Bach's title suggests that he had written for a 12 note tuning system, in which all keys sounded in tune (called a "circulating temperament" or a "well temperament"). One of the opposing systems in Bach's day was meantone temperament in which keys with many accidentals sound out of tune on keyboards limited to 12 pitches per octave. Bach would have been familiar with different tuning systems, and in particular as an organist would have played instruments tuned to a meantone system.

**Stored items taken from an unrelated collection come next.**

impl<'m> Placement<'m> {
    fn new(model: &'m CandidateModel<'m>) -> Self {
        Self {
            model,
            chosen: vec![None; model.sessions.len()],
            faculty_busy: HashSet::new(),
            room_busy: HashSet::new(),
            group_busy: HashSet::new(),
            load: HashMap::new(),
            teaching: HashSet::new(),
        }
    }

    fn load_of(&self, faculty: FacultyId) -> u32 {
        self.load.get(&faculty).copied().unwrap_or(0)
    }

    fn at_maximum(&self, faculty: FacultyId) -> bool {
        self.load_of(faculty) >= self.model.max_hours.get(&faculty).copied().unwrap_or(0)
    }

    fn collides(&self, c: &Candidate) -> bool {
        self.faculty_busy.contains(&(c.faculty, c.slot))
            || self.room_busy.contains(&(c.room, c.slot))
            || self.group_busy.contains(&(c.group, c.slot))
    }

    fn fits(&self, index: usize) -> bool {
        let c = &self.model.candidates[index];
        self.chosen[c.session].is_none() && !self.collides(c) && !self.at_maximum(c.faculty)
    }

    fn commit(&mut self, index: usize) {
        let c = self.model.candidates[index];
        self.chosen[c.session] = Some(index);
        self.faculty_busy.insert((c.faculty, c.slot));
        self.room_busy.insert((c.room, c.slot));
        self.group_busy.insert((c.group, c.slot));
        *self.load.entry(c.faculty).or_insert(0) += 1;
        self.teaching.insert((c.faculty, c.course));
    }

    /// Accepts solver output in candidate order, dropping anything that
    /// breaks a hard constraint. Returns the number dropped.
    fn adopt(&mut self, selected: &[usize]) -> usize {
        let mut dropped = 0;
        for &index in selected {
            if self.fits(index) {
                self.commit(index);
            } else {
                dropped += 1;
            }
        }
        if dropped > 0 {
            warn!("Dropped {dropped} solver assignment(s) violating hard constraints.");
        }
        dropped
    }

    /// Places remaining sessions in tie-break order: faculty already teaching
    /// the course first, then lower faculty, room and slot ids.
    fn fill_greedily(&mut self) -> usize {
        let mut added = 0;
        for session in 0..self.model.sessions.len() {
            if self.chosen[session].is_some() {
                continue;
            }
            let pick = self.model.by_session[session]
                .iter()
                .copied()
                .filter(|&i| self.fits(i))
                .min_by_key(|&i| {
                    let c = &self.model.candidates[i];
                    (!self.teaching.contains(&(c.faculty, c.course)), i)
                });
            if let Some(index) = pick {
                self.commit(index);
                added += 1;
            }
        }
        added
    }

    fn explain(&self, session: usize) -> Vec<UnplacedReason> {
        let model = self.model;
        let entry = &model.sessions[session];
        let course_options = &model.options[&entry.course_id];
        let group_size = model.context.group_by_id[&entry.group_id].total_students;

        let mut reasons = Vec::new();
        if course_options.faculty.is_empty() {
            reasons.push(UnplacedReason::NoEligibleFaculty);
        }
        if course_options.rooms.is_empty() {
            reasons.push(UnplacedReason::NoEligibleRoom);
        } else if course_options.rooms.iter().all(|(_, cap)| *cap < group_size) {
            reasons.push(UnplacedReason::RoomTooSmall { group_size });
        }
        if !course_options.faculty.is_empty()
            && course_options
                .faculty
                .iter()
                .all(|f| model.faculty_slots[f].is_empty())
        {
            reasons.push(UnplacedReason::NoAvailableSlot);
        }
        if !reasons.is_empty() {
            return reasons;
        }

        let candidates = &model.by_session[session];
        if candidates.is_empty() {
            return vec![UnplacedReason::NoAvailableSlot];
        }
        let at_maximum = candidates
            .iter()
            .filter(|&&i| self.at_maximum(model.candidates[i].faculty))
            .count();
        if at_maximum == candidates.len() {
            vec![UnplacedReason::FacultyAtMaximum]
        } else if candidates.iter().all(|&i| !self.fits(i)) {
            if at_maximum > 0 {
                vec![UnplacedReason::FacultyAtMaximum, UnplacedReason::SlotConflict]
            } else {
                vec![UnplacedReason::SlotConflict]
            }
        } else {
            vec![UnplacedReason::NotSelected]
        }
    }

    fn finish(&self, method: SolveMethod, start_time: Instant) -> SolveOutcome {
        let model = self.model;
        let mut assignments = Vec::new();
        let mut unplaced = Vec::new();
        for (session, chosen) in self.chosen.iter().enumerate() {
            match chosen {
                Some(index) => {
                    let c = &model.candidates[*index];
                    assignments.push(Assignment {
                        session: model.sessions[session].clone(),
                        faculty_id: c.faculty,
                        room_id: c.room,
                        time_slot_id: c.slot,
                    });
                }
                None => unplaced.push(UnplacedSession {
                    session: model.sessions[session].clone(),
                    reasons: self.explain(session),
                }),
            }
        }
        assignments.sort();

        let (shortfall_hours, soft_violations) = under_minimum(model.context, &self.load);
        SolveOutcome {
            assignments,
            unplaced,
            soft_violations,
            shortfall_hours,
            method,
            elapsed_ms: start_time.elapsed().as_millis() as u64,
        }
    }
}

fn under_minimum(context: &Context, load: &HashMap<FacultyId, u32>) -> (u64, Vec<SoftViolation>) {
    let mut shortfall = 0;
    let mut violations = Vec::new();
    for member in &context.faculty {
        let assigned = load.get(&member.id).copied().unwrap_or(0);
        if assigned < member.min_hours_per_week {
            shortfall += u64::from(member.min_hours_per_week - assigned);
            violations.push(SoftViolation {
                constraint_type: "Minimum Hours".to_string(),
                description: format!(
                    "Faculty {} ({}) is assigned {} hours/week, below the minimum of {}.",
                    member.id, member.name, assigned, member.min_hours_per_week
                ),
            });
        }
    }
    (shortfall, violations)
}

/// Every session left out, with reasons, when the solver is not run at all.
pub fn unplaced_without_solving(context: &Context, sessions: &[Session]) -> Vec<UnplacedSession> {
    let model = CandidateModel::build(context, sessions).ok();
    let placement = model.as_ref().map(|m| Placement::new(m));
    sessions
        .iter()
        .enumerate()
        .map(|(index, session)| {
            let mut reasons = placement
                .as_ref()
                .map(|p| p.explain(index))
                .filter(|r| !r.contains(&UnplacedReason::NotSelected))
                .unwrap_or_default();
            reasons.push(UnplacedReason::BoundInfeasible);
            UnplacedSession {
                session: session.clone(),
                reasons,
            }
        })
        .collect()
}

During much of the 20th century it was presumed, possibly mistakenly, that Bach intended equal temperament, which after Bach's death became popular as the standard keyboard tuning, and had been described by theorists and musicians for at least a century before Bach's birth. Accounts of Bach's own tuning practice are few and inexact. The three most cited sources are Forkel, Bach's first biographer; Friedrich Wilhelm Marpurg, who received information from Bach's sons and pupils; and Johann Kirnberger, one of those pupils. Despite the presumption of equal temperament, research has continued into various unequal systems contemporary with Bach's career; there is debate whether Bach might have meant a range of similar temperaments, perhaps altered slightly in practice from piece to piece, or possibly some single, specific, "well-tempered" solution for all purposes. Modern scholars suggest some form of unequal well temperament instead of equal temperament.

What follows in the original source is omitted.